Great review! The 5150 is pretty much my dream amp, I was going to try and get a second hand 6505 at some point but I think i'll be saving for one of these , more manageable at low volumes aswell as a proper clean channel 

Any one know what the AMT p1/p2 pedals are like? Won't be able to afford one of these for quite a while, got to get a home studio setup first.


----------



## AndreasD (Aug 10, 2012)

These are really tempting


----------



## Philip N (Aug 11, 2012)

Nice review!
What I was wondering is, if you can play this amp at bedroom levels without getting a totally fizzy tone, like for example on bigger heads. I owned a 6262 before and it was practically impossible to get an acceptable tone at a reasonable volumes.

philip


----------



## capoeiraesp (Aug 11, 2012)

You bet your ass it sounds good at bedroom volumes and it ain't fizzy.

I've posted these before but i'm not ashamed of a bit of self promo. 

EVH 5150 III 50 watt - bedroom volume test - YouTube

EVH 5150 III 50 watt - BEDROOM & APARTMENT VOLUME TEST- TAKE 2 - YouTube


----------



## smucarolina (Aug 11, 2012)

Ordered one recently. Pretty stoked to get it. Comes in today.


----------



## hmmm_de_hum (Aug 11, 2012)

Have you encountered any problems with channel 1+2 sharing the same EQ stack at all?

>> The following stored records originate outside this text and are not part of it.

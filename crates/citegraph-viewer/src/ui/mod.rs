pub mod panel;
pub mod shortcuts;
pub mod tooltips;

pub use panel::ui_panel;
pub use shortcuts::handle_shortcuts;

Unfortunately it's my only reservation about these amps on paper, i'm dying to try one out and go back to a more conventional setup!


----------



## capoeiraesp (Aug 11, 2012)

Channel 1 & 2 can be modded easily and cheaply so that there's no volume jump.


----------



## Kali Yuga (Aug 11, 2012)

Philip N said:


> Nice review!
> What I was wondering is, if you can play this amp at bedroom levels without getting a totally fizzy tone, like for example on bigger heads. I owned a 6262 before and it was practically impossible to get an acceptable tone at a reasonable volumes.
> 
> philip


It's quiet, but it depends on what you called "bedroom volume". It gets really loud, and really fast. It has a volume leap between mouse whisper volumes which are no fun to play at, to about talking volume. It's a bit loud for nighttime playing in a small place with other people.


----------



## mniel8195 (Aug 13, 2012)

to give you an idea it sounds better at lower volumes than my ht-5. keeping it under 1/10 is fine for night time playing or bedroom jamming.


----------



## ironjose (Nov 27, 2013)

would you consider this amp over a dual rectifier multiwatt?


----------



## viesczy (Nov 27, 2013)

ironjose said:


> would you consider this amp over a dual rectifier multiwatt?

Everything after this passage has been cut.